Tuesday, December 08, 2009

I simply cannot see where there is to get to

It would take more than a thunderbolt, it would take more than a lightning bolt, more than a storm that keeps coming and won't finally arrive. It would take more than her close reading of the unfolding climate. I too, would like to believe in tenderness but there is nothing in the mailbox, nothing on the front step, the sun, muffled in the winter sky, is only bald and oblivious.

Certain days roll out like gift wrap and it's easy to race through the city streets in cold and the way to disappearing. I am unaware of what I might have done to prevent the inevitable tear, I read in a book that Aram found on the bus and brought home. "One of your kind of books," he said and for the first time, I can't tell him what has me so faraway this dumb afternoon. I walked a long time earlier, thought of my parent's silence, their quiet, gesturing world, how far outside it I had always been. Had it been any wonder that it was Sam's love for speed that both drew and terrified was a metaphor: the bike he nearly tipped each time he rounded a curve, the look, that to keep him alive, had to keep itself far, far ahead, never to where it was about to be, but to the place far ahead from where he was now. Of course, I was furious when he died, on the road with a quart of skim milk and a dozen eggs scattered up against the sidewalk, and Sam too, a terrible humpty dumpty of the mundane streets that held none of the thrill for him. But they landed him in a forever-elsewhere, which loving Sam felt most like the place he wanted to be. Like his best moments, another place where I couldn't be. There was such a sweetness to him afterwards, like after love or a long, lean afternoon in the woods, walking in silence, so that the crack of twig and dried leaf that formed the grid under our feet seemed to disrupt the entire forest. Sam's thoughts though, I swore I could hear them as the another lesser-crackeling and even as I could see his ring catching light where his arm swung down, I felt I could see him eyeing the furthest-most point of the trail, gauging how long it would take us to arrive at points we would never reach, and the gold band toying with sunlight seemed to twinkle out a code:

I am not your own, I am not your own.

I wondered at the desultory silvering water, the park overcast with expectations she armored herself against. The clouds do not undulate in sympathy but as foreshadowing.

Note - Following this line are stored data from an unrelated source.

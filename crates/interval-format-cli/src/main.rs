//! ifmt - format the difference between two timestamps

use std::fs;
use std::path::PathBuf;
use std::sync::Arc;

use anyhow::{Context, Result};
use clap::{Args, Parser, Subcommand};
use interval_format::{
    Bundle, FormatterConfig, GregorianCalendar, IntervalFormatter, PresentationStyle, TimeUnit,
    ZeroBehavior,
};

#[derive(Parser)]
#[command(
    name = "ifmt",
    version,
    about = "Format the difference between two timestamps as components or a colloquial phrase"
)]
struct Cli {
    #[command(flatten)]
    options: FormatOptions,

    #[command(subcommand)]
    command: Command,
}

#[derive(Subcommand)]
enum Command {
    /// Format the difference between two RFC 3339 timestamps
    Between {
        /// Start instant (RFC 3339)
        from: String,
        /// End instant (RFC 3339)
        to: String,
    },
    /// Format an elapsed interval in seconds, ending now
    Ago {
        /// Elapsed seconds (negative for a future instant)
        #[arg(allow_negative_numbers = true)]
        seconds: i64,
    },
}

#[derive(Args)]
struct FormatOptions {
    /// Presentation style: positional, abbreviated, short, full, colloquial
    #[arg(short, long, global = true)]
    style: Option<PresentationStyle>,

    /// Comma-separated units to split into (y,mo,d,h,m,s)
    #[arg(short, long, global = true, value_delimiter = ',')]
    units: Option<Vec<TimeUnit>>,

    /// Maximum number of nonzero units to show
    #[arg(long, global = true)]
    max_units: Option<usize>,

    /// Zero trimming: none, all, or a list of leading,middle,trailing
    #[arg(long, global = true)]
    zeros: Option<ZeroBehavior>,

    /// Append a unit-scaled timestamp to colloquial phrases
    #[arg(long, global = true)]
    relevant_time: bool,

    /// Collapse very small colloquial differences to "now"
    #[arg(long, global = true)]
    allow_now: bool,

    /// IANA timezone the timestamps are read in
    #[arg(short = 'z', long, global = true, default_value = "UTC")]
    timezone: String,

    /// JSON formatter configuration file; flags override its values
    #[arg(short, long, global = true)]
    config: Option<PathBuf>,

    /// JSON localization bundle layered over the built-in English strings
    #[arg(short, long, global = true)]
    bundle: Option<PathBuf>,
}

impl FormatOptions {
    fn to_config(&self) -> Result<FormatterConfig> {
        let mut config = match &self.config {
            Some(path) => {
                let text = fs::read_to_string(path)
                    .with_context(|| format!("Failed to read config {}", path.display()))?;
                FormatterConfig::from_json(&text)
                    .with_context(|| format!("Failed to load config {}", path.display()))?
            }
            None => FormatterConfig::default(),
        };

        if let Some(style) = self.style {
            config.style = style;
        }
        if let Some(units) = &self.units {
            config.allowed_units = units.iter().copied().collect();
        }
        if let Some(max) = self.max_units {
            config.max_unit_count = Some(max);
        }
        if let Some(zeros) = self.zeros {
            config.zero_behavior = zeros;
        }
        config.include_relevant_time |= self.relevant_time;
        config.allows_now_on_colloquial |= self.allow_now;

        config.validate()?;
        Ok(config)
    }

    fn to_bundle(&self) -> Result<Bundle> {
        let english = Bundle::english();
        let Some(path) = &self.bundle else {
            return Ok(english);
        };
        let text = fs::read_to_string(path)
            .with_context(|| format!("Failed to read bundle {}", path.display()))?;
        let overrides = Bundle::from_json(&text)
            .with_context(|| format!("Failed to load bundle {}", path.display()))?;
        Ok(english.with_overrides(overrides))
    }
}

fn main() -> Result<()> {
    init_logging();
    let cli = Cli::parse();

    let config = cli.options.to_config()?;
    tracing::debug!(?config, "resolved configuration");
    let formatter = IntervalFormatter::with_collaborators(
        config,
        Arc::new(cli.options.to_bundle()?),
        Arc::new(GregorianCalendar),
    );

    let output = match &cli.command {
        Command::Between { from, to } => formatter
            .format_rfc3339(from, to, &cli.options.timezone)
            .context("Failed to parse timestamps")?,
        Command::Ago { seconds } => Some(formatter.format_interval(*seconds)),
    };

    match output {
        Some(text) if !text.is_empty() => println!("{text}"),
        Some(_) => {}
        None => tracing::warn!("timestamps use different calendar systems"),
    }
    Ok(())
}

fn init_logging() {
    use tracing_subscriber::{fmt, prelude::*, EnvFilter};

    let filter = EnvFilter::try_from_default_env().unwrap_or_else(|_| EnvFilter::new("warn"));
    tracing_subscriber::registry()
        .with(filter)
        .with(fmt::layer().with_writer(std::io::stderr))
        .init();
}
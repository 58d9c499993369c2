//! The unit catalog: which calendar units an interval can be split into.

use std::collections::BTreeSet;
use std::fmt;
use std::str::FromStr;

use serde::{Deserialize, Serialize};

use crate::error::FormatError;

/// A calendar unit, ordered from coarsest to finest.
///
/// [`TimeUnit::WeekOfYear`] is a virtual unit derived from the day count. It
/// is only ever chosen by the colloquial path and never appears in an
/// itemized rendering.
#[derive(Debug, Clone, Copy, PartialEq, Eq, PartialOrd, Ord, Hash, Serialize, Deserialize)]
#[serde(rename_all = "lowercase")]
pub enum TimeUnit {
    #[serde(alias = "years", alias = "y")]
    Year,
    #[serde(alias = "months", alias = "mo")]
    Month,
    #[serde(rename = "week", alias = "weeks", alias = "w")]
    WeekOfYear,
    #[serde(alias = "days", alias = "d")]
    Day,
    #[serde(alias = "hours", alias = "h")]
    Hour,
    #[serde(alias = "minutes", alias = "m")]
    Minute,
    #[serde(alias = "seconds", alias = "s")]
    Second,
}

/// The six units an interval can be decomposed into, coarsest first.
pub const BASE_UNITS: [TimeUnit; 6] = [
    TimeUnit::Year,
    TimeUnit::Month,
    TimeUnit::Day,
    TimeUnit::Hour,
    TimeUnit::Minute,
    TimeUnit::Second,
];

impl TimeUnit {
    /// Stable code used to build localization keys (`"year"`, `"week"`, ...).
    pub fn code(self) -> &'static str {
        match self {
            TimeUnit::Year => "year",
            TimeUnit::Month => "month",
            TimeUnit::WeekOfYear => "week",
            TimeUnit::Day => "day",
            TimeUnit::Hour => "hour",
            TimeUnit::Minute => "minute",
            TimeUnit::Second => "second",
        }
    }

    /// Whether this unit can appear in an itemized (components) rendering.
    pub fn is_base(self) -> bool {
        self != TimeUnit::WeekOfYear
    }
}

impl fmt::Display for TimeUnit {
    fn fmt(&self, f: &mut fmt::Formatter<'_>) -> fmt::Result {
        f.write_str(self.code())
    }
}

impl FromStr for TimeUnit {
    type Err = FormatError;

    fn from_str(s: &str) -> Result<Self, Self::Err> {
        match s.trim().to_lowercase().as_str() {
            "y" | "year" | "years" => Ok(TimeUnit::Year),
            "mo" | "month" | "months" => Ok(TimeUnit::Month),
            "w" | "week" | "weeks" => Ok(TimeUnit::WeekOfYear),
            "d" | "day" | "days" => Ok(TimeUnit::Day),
            "h" | "hour" | "hours" => Ok(TimeUnit::Hour),
            "m" | "min" | "minute" | "minutes" => Ok(TimeUnit::Minute),
            "s" | "sec" | "second" | "seconds" => Ok(TimeUnit::Second),
            other => Err(FormatError::InvalidConfig(format!(
                "unknown time unit '{other}'"
            ))),
        }
    }
}

/// All six base units.
pub fn all_units() -> BTreeSet<TimeUnit> {
    BASE_UNITS.into_iter().collect()
}

/// The absolute magnitude of an interval for one unit.
#[derive(Debug, Clone, Copy, PartialEq, Eq)]
pub struct UnitDelta {
    pub unit: TimeUnit,
    pub value: u64,
}

impl UnitDelta {
    pub fn new(unit: TimeUnit, value: u64) -> Self {
        Self { unit, value }
    }

    pub fn is_zero(&self) -> bool {
        self.value == 0
    }
}

/// Convert signed per-unit deltas into the magnitude-only sequence the
/// trimming engine works on, keeping only base units and their order.
pub fn magnitudes(signed: &[(TimeUnit, i64)]) -> Vec<UnitDelta> {
    signed
        .iter()
        .filter(|(unit, _)| unit.is_base())
        .map(|&(unit, value)| UnitDelta::new(unit, value.unsigned_abs()))
        .collect()
}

from Season of White Flies

4 comments:

f. said...

ok, what's Season of White Flies? is it a book? I've googled it, it's not a book. is it a chapter in a book? did you write it?
I like it, I need to know.

a-smk said...

Who is this?

f. said...

nobody, I just googled/stumbled upon your post. it was really late so I might've sounded rude. I've read more since I left the comment.
I guess the text IS yours. lovely writing! sorry you didn't get the grant.
that's all.
good luck!

a-smk said...

No, not rude at all. I thought it was nice to have a work-in-progress admired. It made me get up and feel like writing more. The grant was for poetry and the process, ridiculous in some ways. My friend's work, which made three cuts, that was upsetting to see go down in flames. Thanks again for the kind words. They were more appreciated than you know.